The main thing that I learned in trying to find sources for this article is that there are hundreds of avenues to find people and the key to connecting with them is just to listen. As welfare is a touchy subject, the last thing I wanted to do was be pushy. I was in some rough areas of the city and all I could do was ask if people wanted to speak with me. I believe my success lay simply in being patient and sympathetic.
I gathered a lot of other sources for that story including the interviews with Lord Freud and gathering figures from government councils.
I was also able to contribute to a story on strikes, “Services hit as Britain faces massive strike over pension changes,” written by another foreign correspondent in the London bureau, Karla Adam. These strikes were some of the biggest in recent history in London. Unions of public sector workers, mostly teachers, went out in force to protest massive cuts to their pension schemes. I helped out by going out to the strike in the Holborn area and interviewing people in the crowd.
One difficulty in this situation was how many people there were and how quickly the desk in D.C. needed the quotes. The story had to be filed by 6 a.m. in the US, so in this circumstance it was important that I had very specific questions for protestors. In asking a lot of protestors very pointed questions I was quickly able to weed out the best quotes and phone them into Karla so she could insert them into the story and send it out.
One of the busiest times in the bureau this summer was during the ongoing News International phone-hacking scandal. I ended up doing a lot of reporting on the News International phone hacking and the Murdochs. It was an especially hectic time for news because we only had three people in our bureau including myself and we were competing with the New York Times, which brought in a total of 11 reporters to cover the phone-hacking story.
I was actually the only person in the office when the news broke about the News of the World shuttering because Karla Adam was out at the Harry Potter premier and Anthony Faiola was on vacation. Luckily William Booth, a foreign correspondent for the Post in Mexico, happened to be in London in order to get a visa for Libya and quickly rushed over to the bureau to help. I had to run an initial wire on the story to confirm that News International had shut the News of the World and after that I was on the phone all evening with various press officers and analysts. It was stressful, but extremely exciting.
In the following days News International withdrew their bid for the BSkyB television-broadcasting takeover, the former editor-in-chief of the News of the World Rebekah Brooks was arrested, and Rupert and James Murdoch were called before Parliament for a hearing.
This was a rapidly changing story, for which I was constantly calling political pundits and media analysts to get fresh opinions.

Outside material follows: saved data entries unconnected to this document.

//! Release lookup against a GitHub-style release API.
//!
//! The response is walked as untyped JSON rather than deserialized into a
//! struct, so that a shape mismatch at any step is reported as
//! [`ReleaseError::MalformedRelease`] naming the step, and unrelated asset
//! entries with odd shapes are skipped instead of failing the whole lookup.

use reqwest::Client;
use serde_json::Value;
use thiserror::Error;

use crate::io::download::{DownloadError, fetch_bytes};

#[derive(Error, Debug)]
pub enum ReleaseError {
    #[error("Failed to fetch release info: {0}")]
    Network(#[from] DownloadError),

    #[error("Malformed release document: {0}")]
    MalformedRelease(String),

    #[error("No release asset matching '{0}'")]
    AssetNotFound(String),
}

/// One downloadable file attached to a release.
#[derive(Debug, Clone, PartialEq, Eq)]
pub struct ReleaseAsset {
    pub name: String,
    pub download_url: String,
    /// Hex SHA-256 from the asset's `digest` field, when published.
    pub sha256: Option<String>,
}

/// Fetch `api_url` and return the first asset whose name contains `pattern`.
pub async fn resolve_asset(
    client: &Client,
    api_url: &str,
    pattern: &str,
) -> Result<ReleaseAsset, ReleaseError> {
    tracing::debug!("Resolving release asset '{pattern}' from {api_url}");
    let body = fetch_bytes(client, api_url).await?;
    let release: Value = serde_json::from_slice(&body)
        .map_err(|e| ReleaseError::MalformedRelease(format!("invalid JSON: {e}")))?;

    let asset = select_asset(&release, pattern)?;
    tracing::info!("Resolved release asset {}", asset.name);
    Ok(asset)
}

/// Pick the first asset of `release` whose name contains `pattern`.
pub fn select_asset(release: &Value, pattern: &str) -> Result<ReleaseAsset, ReleaseError> {
    let release = release
        .as_object()
        .ok_or_else(|| ReleaseError::MalformedRelease("release is not an object".to_string()))?;
    let assets = release
        .get("assets")
        .ok_or_else(|| ReleaseError::MalformedRelease("missing 'assets'".to_string()))?
        .as_array()
        .ok_or_else(|| ReleaseError::MalformedRelease("'assets' is not an array".to_string()))?;

    for asset in assets {
        let Some(asset) = asset.as_object() else {
            continue;
        };
        let Some(name) = asset.get("name").and_then(Value::as_str) else {
            continue;
        };
        if !name.contains(pattern) {
            continue;
        }

        let download_url = asset
            .get("browser_download_url")
            .and_then(Value::as_str)
            .ok_or_else(|| {
                ReleaseError::MalformedRelease(format!(
                    "asset '{name}' has no string 'browser_download_url'"
                ))
            })?;

        let sha256 = asset
            .get("digest")
            .and_then(Value::as_str)
            .and_then(|d| d.strip_prefix("sha256:"))
            .map(str::to_string);

        return Ok(ReleaseAsset {
            name: name.to_string(),
            download_url: download_url.to_string(),
            sha256,
        });
    }

    Err(ReleaseError::AssetNotFound(pattern.to_string()))
}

One particularly interesting contact I tracked down was a former ‘show biz’ reporter for the News of the World named Paul McMullan. He had reportedly phone-hacked many celebrities and was famously castigated by Hugh Grant for his behavior. I found him working in a pub in Dover, UK, and was able to speak to him about the shady practices of News International employees.
After speaking to characters like McMullan and many others I ended up with a 30-page word document of contacts, interview notes, and press releases. In the end I contributed to over 10 articles on the phone-hacking story and what became history in the making.
During my time at the Post I took advantage of every opportunity to learn from the people around me, whether it was my boss, people I interviewed on the street, or through press bureaus that I nagged to no end. One of my bosses favorite expressions was “if it doesn’t bleed it doesn’t lead.” Although I had heard it before, it didn’t quite resonate as much until I literally felt like each article that came out of the bureau had an actual pulse.